複数の人気Google Chrome拡張機能が、サイバー攻撃の対象となった可能性が浮上している。CyberhavenのCEOであるハワード・ティング氏によれば、同社の拡張機能がクリスマスイブにフィッシング攻撃を受け、一時的に悪意あるバージョンが公開されたという。

この攻撃では、Chrome Web Storeのアカウント情報を奪取したハッカーが、拡張機能を改ざんした。該当バージョンは60分以内に削除されたものの、自動更新機能を通じて一部のブラウザでクッキーや認証セッションが漏洩した可能性がある。

被害はCyberhavenだけにとどまらず、他の人工知能やVPN関連の拡張機能にも及んだとされる。専門家は、この攻撃が広範囲なターゲットを狙った計画的なキャンペーンの一環と指摘している。影響を受けた企業には、モトローラやRedditなども含まれる可能性がある。

Cyberhavenが直面した攻撃の全貌とその手口

Cyberhavenの拡張機能が受けた攻撃は、高度なフィッシング手法を利用した計画的なものだった。攻撃者は、クリスマスイブにCyberhavenの従業員を標的とし、フィッシングメールを介して認証情報を奪取。これによりChrome Web Storeアカウントへ不正アクセスを実現した。その結果、改ざんされた悪意あるバージョンの拡張機能が一時的に公開された。

この手口は、短時間の間に多数のデバイスに拡散を試みるという特徴を持つ。Cyberhavenは迅速に対処し、改ざんバージョンを60分以内に削除したが、その間に感染した拡張機能が実行されていたブラウザでは、一部のウェブサイトのクッキーやセッション情報が漏洩する可能性があった。特に、攻撃者が重要視していたのは特定の広告プラットフォームやAIサービスへのログイン情報であり、これが攻撃の目的をデータ収集に絞ったものと考えられる要因である。

このような攻撃の背景には、フィッシング手法が依然として有効な手段として残っている現実がある。従業員のセキュリティ意識を高める必要性が浮き彫りとなった。

他の拡張機能が受けた影響と広範なサイバー攻撃の可能性

Cyberhaven以外の拡張機能にも同様の被害が及んだとされる。サイバーセキュリティ企業Nudge Securityのハイメ・ブラスコ氏によると、少なくとも1つの拡張機能が12月中旬に攻撃を受けていた。この攻撃は、人工知能やVPNツールを含む多様な拡張機能に影響を与えた。

これらのツールは、企業や個人のデータを保護する重要な役割を担っているが、それ自体が攻撃対象となるリスクを孕んでいる点が問題である。
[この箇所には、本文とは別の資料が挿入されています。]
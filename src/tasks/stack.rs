//! Stack of camera tasks with a permanent base task.

use super::{CameraTask, FollowTask, FrameContext, FreeMovementTask};
use crate::camera::CameraView;
use crate::error::CameraError;

/// Camera tasks ordered bottom to top. Only the top task runs each frame.
///
/// The bottom (base) task always exists and is one that never finishes, so
/// the stack can never run dry.
#[derive(Debug, Clone)]
pub struct TaskStack {
    base: CameraTask,
    above: Vec<CameraTask>,
    /// Top task was uncovered or replaced and must be started before it runs
    resume_pending: bool,
}

impl TaskStack {
    pub fn new(base: CameraTask) -> Result<Self, CameraError> {
        Self::check_base(&base)?;
        Ok(Self {
            base,
            above: Vec::new(),
            resume_pending: false,
        })
    }

    pub fn free_movement(base: FreeMovementTask) -> Self {
        Self {
            base: base.into(),
            above: Vec::new(),
            resume_pending: false,
        }
    }

    pub fn following(base: FollowTask) -> Self {
        Self {
            base: base.into(),
            above: Vec::new(),
            resume_pending: false,
        }
    }

    fn check_base(task: &CameraTask) -> Result<(), CameraError> {
        let kind = task.kind();
        if kind.can_be_base() {
            Ok(())
        } else {
            log::warn!("Rejected {} as a base camera task", kind.label());
            Err(CameraError::InvalidBaseTask(kind))
        }
    }

    /// Replace the base task. Tasks above it are kept.
    pub fn set_base(&mut self, task: CameraTask) -> Result<(), CameraError> {
        Self::check_base(&task)?;
        log::debug!("Camera base task is now {}", task.kind().label());
        self.base = task;
        if self.above.is_empty() {
            self.resume_pending = true;
        }
        Ok(())
    }

    pub fn base(&self) -> &CameraTask {
        &self.base
    }

    /// Start `task` against the current view and make it the active task.
    pub fn push(&mut self, mut task: CameraTask, view: &CameraView) {
        self.top_mut().on_interrupted();
        task.start(view);
        log::debug!("Pushed camera task: {}", task.kind().label());
        self.above.push(task);
        self.resume_pending = false;
    }

    /// Remove the active task. Returns `None` if only the base is left.
    pub fn pop(&mut self) -> Option<CameraTask> {
        let task = self.above.pop()?;
        log::debug!("Popped camera task: {}", task.kind().label());
        self.resume_pending = true;
        Some(task)
    }

    /// The active task.
    pub fn peek(&self) -> &CameraTask {
        self.above.last().unwrap_or(&self.base)
    }

    fn top_mut(&mut self) -> &mut CameraTask {
        self.above.last_mut().unwrap_or(&mut self.base)
    }

    /// Progress the active task by one frame.
    ///
    /// A finished task is removed in the same frame and the task it
    /// uncovers is started, ready to run next frame.
    pub fn update(&mut self, view: &mut CameraView, ctx: &FrameContext) {
        if self.resume_pending {
            self.top_mut().start(view);
            self.resume_pending = false;
        }

        if !self.top_mut().progress(view, ctx) {
            return;
        }

        if let Some(done) = self.above.pop() {
            log::debug!("Camera task finished: {}", done.kind().label());
            self.top_mut().start(view);
        }
    }

    /// Number of tasks, the base included.
    pub fn len(&self) -> usize {
        self.above.len() + 1
    }

    /// Tasks from the base up to the active task.
    pub fn iter(&self) -> impl Iterator<Item = &CameraTask> {
        std::iter::once(&self.base).chain(self.above.iter())
    }

    /// Whether only the base task is left.
    pub fn is_idle(&self) -> bool {
        self.above.is_empty()
    }
}

#[cfg(test)]
mod tests {
    use super::*;
    use crate::geometry::PositionRef;
    use crate::tasks::testing::{make_view, next_second};
    use crate::tasks::{PanToTask, TaskKind, ZoomByIncrementsTask, ZoomPanZoomPhase, ZoomPanZoomTask};
    use crate::time_system::{GameClock, TimeNormalizedSpeed};
    use glam::Vec2;
    use rand::rngs::StdRng;
    use rand::{Rng, SeedableRng};

    fn free_stack() -> TaskStack {
        TaskStack::free_movement(FreeMovementTask::new(TimeNormalizedSpeed::per_second(100.0)))
    }

    fn pan(x: f32, y: f32) -> CameraTask {
        PanToTask::new(TimeNormalizedSpeed::per_second(50.0), Vec2::new(x, y)).into()
    }

    #[test]
    fn test_finishing_tasks_are_never_a_base() {
        let result = TaskStack::new(pan(10.0, 10.0));
        assert!(matches!(result, Err(CameraError::InvalidBaseTask(TaskKind::PanTo))));

        let mut stack = free_stack();
        let result = stack.set_base(ZoomByIncrementsTask::to_zoom(2, 80).into());
        assert!(result.is_err());
        assert_eq!(stack.base().kind(), TaskKind::FreeMovement);
    }

    #[test]
    fn test_set_base_keeps_tasks_above() {
        let mut stack = free_stack();
        let view = make_view();
        stack.push(pan(100.0, 0.0), &view);

        stack
            .set_base(FollowTask::new(PositionRef::new(Vec2::ZERO)).into())
            .unwrap();

        assert_eq!(stack.len(), 2);
        assert_eq!(stack.base().kind(), TaskKind::Follow);
        assert_eq!(stack.peek().kind(), TaskKind::PanTo);
    }

    #[test]
    fn test_pop_never_removes_base() {
        let mut stack = free_stack();
        let view = make_view();
        stack.push(pan(100.0, 0.0), &view);

        assert!(stack.pop().is_some());
        assert!(stack.pop().is_none());
        assert!(stack.pop().is_none());
        assert_eq!(stack.len(), 1);
        assert!(stack.is_idle());
    }

    #[test]
    fn test_random_operations_keep_stack_non_empty() {
        let mut rng = StdRng::seed_from_u64(42);
        let mut stack = free_stack();
        let mut view = make_view();
        let mut clock = GameClock::new();

        for _ in 0..1_000 {
            match rng.gen_range(0..4) {
                0 => {
                    let task = pan(rng.gen_range(-500.0..500.0), rng.gen_range(-500.0..500.0));
                    stack.push(task, &view);
                }
                1 => {
                    let task = ZoomByIncrementsTask::to_zoom(rng.gen_range(1..20), rng.gen_range(0..250));
                    stack.push(task.into(), &view);
                }
                2 => {
                    stack.pop();
                }
                _ => stack.update(&mut view, &next_second(&mut clock)),
            }
            assert!(stack.len() >= 1);
            assert_eq!(stack.iter().count(), stack.len());
            assert!(stack.iter().next().is_some_and(|task| task.kind().can_be_base()));
            assert!(view.min_zoom() <= view.zoom() && view.zoom() <= view.max_zoom());
        }
    }

    #[test]
    fn test_uncovered_task_restarts_from_current_position() {
        let mut stack = free_stack();
        let mut view = make_view();
        let mut clock = GameClock::new();

        stack.push(pan(0.0, 400.0), &view);
        // Heading is straight down from the origin
        stack.update(&mut view, &next_second(&mut clock));

        // A pan to the side interrupts it and runs to completion
        stack.push(pan(400.0, 0.0), &view);
        while stack.len() == 3 {
            stack.update(&mut view, &next_second(&mut clock));
        }
        assert_eq!(view.center(), Vec2::new(400.0, 0.0));

        // The first pan now heads from (400, 0) toward (0, 400)
        match stack.peek() {
            CameraTask::PanTo(task) => {
                assert!((task.theta() + std::f32::consts::FRAC_PI_4).abs() < 1e-5);
            }
            other => panic!("unexpected top task {:?}", other.kind()),
        }

        for _ in 0..100 {
            if stack.is_idle() {
                break;
            }
            stack.update(&mut view, &next_second(&mut clock));
        }
        assert!(stack.is_idle());
        assert_eq!(view.center(), Vec2::new(0.0, 400.0));
    }

    #[test]
    fn test_manual_pop_restarts_task_below() {
        let mut stack = free_stack();
        let mut view = make_view();
        let mut clock = GameClock::new();

        stack.push(
            ZoomPanZoomTask::new(8, TimeNormalizedSpeed::per_second(50.0), Vec2::new(900.0, 200.0)).into(),
            &view,
        );
        stack.update(&mut view, &next_second(&mut clock));
        let zoom_after_first_frame = view.zoom();

        stack.push(ZoomByIncrementsTask::to_zoom(8, 192).into(), &view);
        stack.update(&mut view, &next_second(&mut clock));
        stack.update(&mut view, &next_second(&mut clock));
        assert_eq!(view.zoom(), 72);
        assert!(stack.pop().is_some());

        stack.update(&mut view, &next_second(&mut clock));
        match stack.peek() {
            CameraTask::ZoomPanZoom(task) => {
                assert_eq!(zoom_after_first_frame, 56);
                assert_eq!(task.original_zoom(), Some(64));
                assert_eq!(task.phase(), ZoomPanZoomPhase::ZoomOut);
            }
            other => panic!("unexpected top task {:?}", other.kind()),
        }
        // Zooming out again from where the interruption left the camera
        assert_eq!(view.zoom(), 64);
    }

    #[test]
    fn test_interrupted_maneuver_returns_to_first_zoom() {
        let mut stack = free_stack();
        let mut view = make_view();
        let mut clock = GameClock::new();
        let destination = Vec2::new(2_000.0, 0.0);

        stack.push(
            ZoomPanZoomTask::new(8, TimeNormalizedSpeed::per_second(100.0), destination).into(),
            &view,
        );
        while !matches!(stack.peek(), CameraTask::ZoomPanZoom(task) if task.phase() == ZoomPanZoomPhase::Pan) {
            stack.update(&mut view, &next_second(&mut clock));
        }
        stack.update(&mut view, &next_second(&mut clock));
        let zoomed_out = view.zoom();
        assert_eq!(zoomed_out, 24);

        // A short detour runs to completion on top of the maneuver
        let detour = view.center() + Vec2::new(0.0, 150.0);
        stack.push(
            PanToTask::new(TimeNormalizedSpeed::per_second(1_000.0), detour).into(),
            &view,
        );
        stack.update(&mut view, &next_second(&mut clock));
        assert_eq!(stack.len(), 2);
        assert_eq!(view.center(), detour);

        for _ in 0..200 {
            if stack.is_idle() {
                break;
            }
            stack.update(&mut view, &next_second(&mut clock));
        }
        assert!(stack.is_idle());
        assert_eq!(view.center(), destination);
        assert_eq!(view.zoom(), 64);
    }

    #[test]
    fn test_push_interrupts_only_the_active_task() {
        let mut stack = free_stack();
        let view = make_view();

        stack.push(
            ZoomPanZoomTask::new(8, TimeNormalizedSpeed::per_second(100.0), Vec2::new(900.0, 200.0)).into(),
            &view,
        );
        stack.push(pan(100.0, 0.0), &view);
        stack.push(pan(0.0, 100.0), &view);

        let interruptions: Vec<u32> = stack
            .iter()
            .filter_map(|task| match task {
                CameraTask::ZoomPanZoom(task) => Some(task.interruptions()),
                _ => None,
            })
            .collect();
        assert_eq!(interruptions, vec![1]);
    }

    #[test]
    fn test_completed_task_is_removed_same_frame() {
        let mut stack = free_stack();
        let mut view = make_view();
        let mut clock = GameClock::new();

        stack.push(ZoomByIncrementsTask::to_zoom(8, 72).into(), &view);
        stack.update(&mut view, &next_second(&mut clock));

        assert!(stack.is_idle());
        assert_eq!(view.zoom(), 72);
        assert_eq!(stack.peek().kind(), TaskKind::FreeMovement);
    }
}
攻撃者は、特定の用途に限定されず、利用可能な拡張機能を幅広く侵害し、収集した情報を商業的または悪意ある目的で利用しようとしたとみられる。

さらに、この攻撃が複数の企業にまたがって行われたことから、単独の犯罪グループではなく、大規模なサイバー攻撃キャンペーンの一環であった可能性も考えられる。このような一連の攻撃がどの程度の範囲に広がっているかは現時点では不明であり、さらなる調査が必要だ。

企業と個人が講じるべき対策とセキュリティの課題

今回の事件を受け、Cyberhavenは迅速に修正版をリリースするとともに、顧客に対し複数の防御策を推奨した。特に、拡張機能のバージョンが最新であることを確認することや、ログイン情報を更新することが強調された。これは、攻撃の一環としてクッキーや認証情報が漏洩した場合の被害拡大を防ぐ措置である。

このようなインシデントが示すのは、セキュリティアップデートの徹底がいかに重要であるかという点だ。特に、Chrome拡張機能のような自動更新の仕組みを利用するツールでは、迅速なアップデートが攻撃の拡大を防ぐ鍵となる。また、企業にとっては、従業員へのセキュリティトレーニングが欠かせない。フィッシング攻撃の巧妙化が進む中、従業員が疑わしいメールやリンクを見極める力を持つことが、セキュリティ全体を強化する。

ただし、根本的な課題として、拡張機能プラットフォーム自体のセキュリティが問われるべきである。攻撃者が容易にアクセスを得られる現状を放置すれば、今後も同様の攻撃が繰り返される可能性が高い。企業とプラットフォーム運営側双方の取り組みが求められる。